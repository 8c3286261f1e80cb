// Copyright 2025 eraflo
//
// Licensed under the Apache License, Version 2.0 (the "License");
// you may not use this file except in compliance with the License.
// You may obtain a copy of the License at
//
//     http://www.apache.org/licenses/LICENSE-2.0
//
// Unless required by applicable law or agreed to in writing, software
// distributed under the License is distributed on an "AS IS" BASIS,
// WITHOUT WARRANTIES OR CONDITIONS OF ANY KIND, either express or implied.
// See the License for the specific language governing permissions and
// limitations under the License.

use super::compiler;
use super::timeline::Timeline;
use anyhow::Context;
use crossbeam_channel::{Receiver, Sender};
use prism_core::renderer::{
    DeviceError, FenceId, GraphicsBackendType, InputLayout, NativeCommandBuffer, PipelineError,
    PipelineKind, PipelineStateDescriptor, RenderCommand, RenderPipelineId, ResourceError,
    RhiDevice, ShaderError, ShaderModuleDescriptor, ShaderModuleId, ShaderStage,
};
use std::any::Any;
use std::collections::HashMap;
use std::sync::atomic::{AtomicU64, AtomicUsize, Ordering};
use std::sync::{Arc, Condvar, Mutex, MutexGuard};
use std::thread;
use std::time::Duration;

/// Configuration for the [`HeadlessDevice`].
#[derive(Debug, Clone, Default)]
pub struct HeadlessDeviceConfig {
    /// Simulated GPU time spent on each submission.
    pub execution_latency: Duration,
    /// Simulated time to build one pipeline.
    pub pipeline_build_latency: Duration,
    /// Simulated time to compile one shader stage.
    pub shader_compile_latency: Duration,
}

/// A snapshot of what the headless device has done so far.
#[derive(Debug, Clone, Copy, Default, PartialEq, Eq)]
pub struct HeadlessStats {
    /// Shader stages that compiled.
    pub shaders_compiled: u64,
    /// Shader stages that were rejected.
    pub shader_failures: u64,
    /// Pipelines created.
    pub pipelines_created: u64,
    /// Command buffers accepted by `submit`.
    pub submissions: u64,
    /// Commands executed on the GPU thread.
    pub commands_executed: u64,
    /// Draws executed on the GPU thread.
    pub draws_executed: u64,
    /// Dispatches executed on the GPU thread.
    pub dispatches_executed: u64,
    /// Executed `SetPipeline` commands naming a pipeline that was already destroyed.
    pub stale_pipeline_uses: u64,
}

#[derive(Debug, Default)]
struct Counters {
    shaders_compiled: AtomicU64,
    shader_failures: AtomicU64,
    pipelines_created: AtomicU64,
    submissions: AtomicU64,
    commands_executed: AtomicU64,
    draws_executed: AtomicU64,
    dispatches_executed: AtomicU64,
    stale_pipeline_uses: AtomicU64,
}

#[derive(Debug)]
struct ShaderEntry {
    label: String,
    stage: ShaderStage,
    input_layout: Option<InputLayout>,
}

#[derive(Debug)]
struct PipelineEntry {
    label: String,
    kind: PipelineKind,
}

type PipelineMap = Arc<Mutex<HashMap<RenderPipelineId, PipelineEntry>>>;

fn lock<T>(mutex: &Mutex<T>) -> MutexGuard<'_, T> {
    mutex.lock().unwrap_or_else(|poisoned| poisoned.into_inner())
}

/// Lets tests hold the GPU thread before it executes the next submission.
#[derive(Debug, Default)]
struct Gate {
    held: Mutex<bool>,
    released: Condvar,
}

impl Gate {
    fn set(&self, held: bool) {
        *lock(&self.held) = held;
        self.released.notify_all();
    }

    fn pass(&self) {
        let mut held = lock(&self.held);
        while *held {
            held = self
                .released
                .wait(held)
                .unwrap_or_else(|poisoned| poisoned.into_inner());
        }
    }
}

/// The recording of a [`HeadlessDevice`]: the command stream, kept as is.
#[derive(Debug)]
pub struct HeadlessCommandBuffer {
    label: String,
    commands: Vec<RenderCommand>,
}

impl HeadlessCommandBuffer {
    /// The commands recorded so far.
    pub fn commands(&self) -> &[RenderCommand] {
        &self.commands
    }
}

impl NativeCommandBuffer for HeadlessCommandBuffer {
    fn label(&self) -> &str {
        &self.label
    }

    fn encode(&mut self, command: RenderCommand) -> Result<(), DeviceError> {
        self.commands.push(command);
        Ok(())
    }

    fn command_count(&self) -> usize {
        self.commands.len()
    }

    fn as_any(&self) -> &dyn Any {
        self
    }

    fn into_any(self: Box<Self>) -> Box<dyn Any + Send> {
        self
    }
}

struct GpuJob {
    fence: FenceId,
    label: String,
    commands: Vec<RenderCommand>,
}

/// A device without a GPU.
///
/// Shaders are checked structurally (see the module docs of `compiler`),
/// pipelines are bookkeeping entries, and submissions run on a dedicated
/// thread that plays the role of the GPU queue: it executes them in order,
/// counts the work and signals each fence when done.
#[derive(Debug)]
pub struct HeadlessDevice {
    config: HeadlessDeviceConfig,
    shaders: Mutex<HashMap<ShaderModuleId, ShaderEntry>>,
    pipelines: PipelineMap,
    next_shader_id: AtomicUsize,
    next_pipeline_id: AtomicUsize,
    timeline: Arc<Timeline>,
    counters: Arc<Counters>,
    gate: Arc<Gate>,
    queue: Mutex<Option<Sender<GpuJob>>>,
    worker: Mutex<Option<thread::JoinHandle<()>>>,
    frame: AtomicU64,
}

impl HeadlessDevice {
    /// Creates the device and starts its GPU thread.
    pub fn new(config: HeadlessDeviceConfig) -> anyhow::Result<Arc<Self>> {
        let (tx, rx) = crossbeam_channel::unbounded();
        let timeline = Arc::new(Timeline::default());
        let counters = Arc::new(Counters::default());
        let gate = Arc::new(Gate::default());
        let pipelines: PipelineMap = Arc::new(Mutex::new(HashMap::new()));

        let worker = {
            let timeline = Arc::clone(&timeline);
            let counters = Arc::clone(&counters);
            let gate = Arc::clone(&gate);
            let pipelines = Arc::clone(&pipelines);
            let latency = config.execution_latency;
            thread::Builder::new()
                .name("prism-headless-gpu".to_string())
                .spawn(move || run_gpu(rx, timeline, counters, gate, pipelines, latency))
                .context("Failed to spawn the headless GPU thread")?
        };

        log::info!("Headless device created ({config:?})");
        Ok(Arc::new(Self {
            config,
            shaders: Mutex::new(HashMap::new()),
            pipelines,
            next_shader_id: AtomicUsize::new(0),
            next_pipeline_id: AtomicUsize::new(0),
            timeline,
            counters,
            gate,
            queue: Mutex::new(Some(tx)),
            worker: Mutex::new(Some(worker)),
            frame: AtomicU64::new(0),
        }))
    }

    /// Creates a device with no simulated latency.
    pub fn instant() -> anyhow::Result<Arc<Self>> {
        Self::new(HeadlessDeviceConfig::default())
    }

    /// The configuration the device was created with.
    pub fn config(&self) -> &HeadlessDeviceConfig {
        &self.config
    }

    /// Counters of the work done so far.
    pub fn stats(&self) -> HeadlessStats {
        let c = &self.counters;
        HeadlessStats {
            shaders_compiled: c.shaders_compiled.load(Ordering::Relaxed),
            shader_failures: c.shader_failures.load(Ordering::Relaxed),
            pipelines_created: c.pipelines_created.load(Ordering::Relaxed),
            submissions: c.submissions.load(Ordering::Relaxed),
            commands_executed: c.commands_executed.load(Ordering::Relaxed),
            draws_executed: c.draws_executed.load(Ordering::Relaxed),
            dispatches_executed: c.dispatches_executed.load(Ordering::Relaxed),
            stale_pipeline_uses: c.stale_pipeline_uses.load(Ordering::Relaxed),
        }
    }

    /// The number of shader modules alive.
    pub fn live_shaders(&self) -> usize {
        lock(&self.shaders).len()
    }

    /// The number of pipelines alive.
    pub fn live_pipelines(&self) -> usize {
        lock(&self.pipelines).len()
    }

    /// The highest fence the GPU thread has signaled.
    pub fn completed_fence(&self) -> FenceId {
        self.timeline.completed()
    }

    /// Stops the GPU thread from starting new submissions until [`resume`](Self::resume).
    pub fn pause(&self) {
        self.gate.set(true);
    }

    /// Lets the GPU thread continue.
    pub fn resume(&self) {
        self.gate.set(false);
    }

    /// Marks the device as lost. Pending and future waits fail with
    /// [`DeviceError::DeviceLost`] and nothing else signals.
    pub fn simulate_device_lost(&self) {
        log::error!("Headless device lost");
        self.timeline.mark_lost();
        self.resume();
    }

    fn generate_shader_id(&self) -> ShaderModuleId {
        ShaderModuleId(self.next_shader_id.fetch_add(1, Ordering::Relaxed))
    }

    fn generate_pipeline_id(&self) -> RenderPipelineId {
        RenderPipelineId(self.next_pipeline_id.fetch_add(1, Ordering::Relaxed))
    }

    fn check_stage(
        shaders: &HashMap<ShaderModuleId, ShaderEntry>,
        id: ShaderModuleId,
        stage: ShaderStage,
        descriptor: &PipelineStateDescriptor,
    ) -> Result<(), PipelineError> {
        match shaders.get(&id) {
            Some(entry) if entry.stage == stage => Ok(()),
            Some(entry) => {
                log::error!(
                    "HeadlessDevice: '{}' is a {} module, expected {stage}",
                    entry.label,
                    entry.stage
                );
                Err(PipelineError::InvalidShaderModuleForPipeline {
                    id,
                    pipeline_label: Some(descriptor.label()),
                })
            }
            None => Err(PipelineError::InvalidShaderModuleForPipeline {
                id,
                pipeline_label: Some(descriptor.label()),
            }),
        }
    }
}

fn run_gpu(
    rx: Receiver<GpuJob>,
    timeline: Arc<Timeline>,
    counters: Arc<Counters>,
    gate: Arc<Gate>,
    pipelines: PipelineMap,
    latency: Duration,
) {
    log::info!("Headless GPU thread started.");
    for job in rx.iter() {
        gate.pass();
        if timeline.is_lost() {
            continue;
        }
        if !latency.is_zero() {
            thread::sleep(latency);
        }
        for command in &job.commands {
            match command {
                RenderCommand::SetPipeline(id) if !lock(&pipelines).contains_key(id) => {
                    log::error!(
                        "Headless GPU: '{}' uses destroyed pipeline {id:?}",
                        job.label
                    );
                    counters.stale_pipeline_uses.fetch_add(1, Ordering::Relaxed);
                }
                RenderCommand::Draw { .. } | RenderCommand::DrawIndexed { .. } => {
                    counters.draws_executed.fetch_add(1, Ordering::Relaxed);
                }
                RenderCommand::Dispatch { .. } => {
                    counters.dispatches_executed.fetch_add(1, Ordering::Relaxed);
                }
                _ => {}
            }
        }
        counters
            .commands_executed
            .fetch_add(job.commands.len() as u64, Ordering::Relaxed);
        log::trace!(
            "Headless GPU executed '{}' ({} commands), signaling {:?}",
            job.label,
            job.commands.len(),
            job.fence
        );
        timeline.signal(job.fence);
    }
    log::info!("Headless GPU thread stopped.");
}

### What you have to do
Go back to the start of the listing above. Reproduce each line exactly, ending with the line that contains "governing permissions and".

### Answer box
repository 8c3286261f1e80cb
// Copyright 2025 eraflo
//
// Licensed under the Apache License, Version 2.0 (the "License");
// you may not use this file except in compliance with the License.
// You may obtain a copy of the License at
//
//     http://www.apache.org/licenses/LICENSE-2.0
//
// Unless required by applicable law or agreed to in writing, software
// distributed under the License is distributed on an "AS IS" BASIS,
// WITHOUT WARRANTIES OR CONDITIONS OF ANY KIND, either express or implied.
// See the License for the specific language governing permissions and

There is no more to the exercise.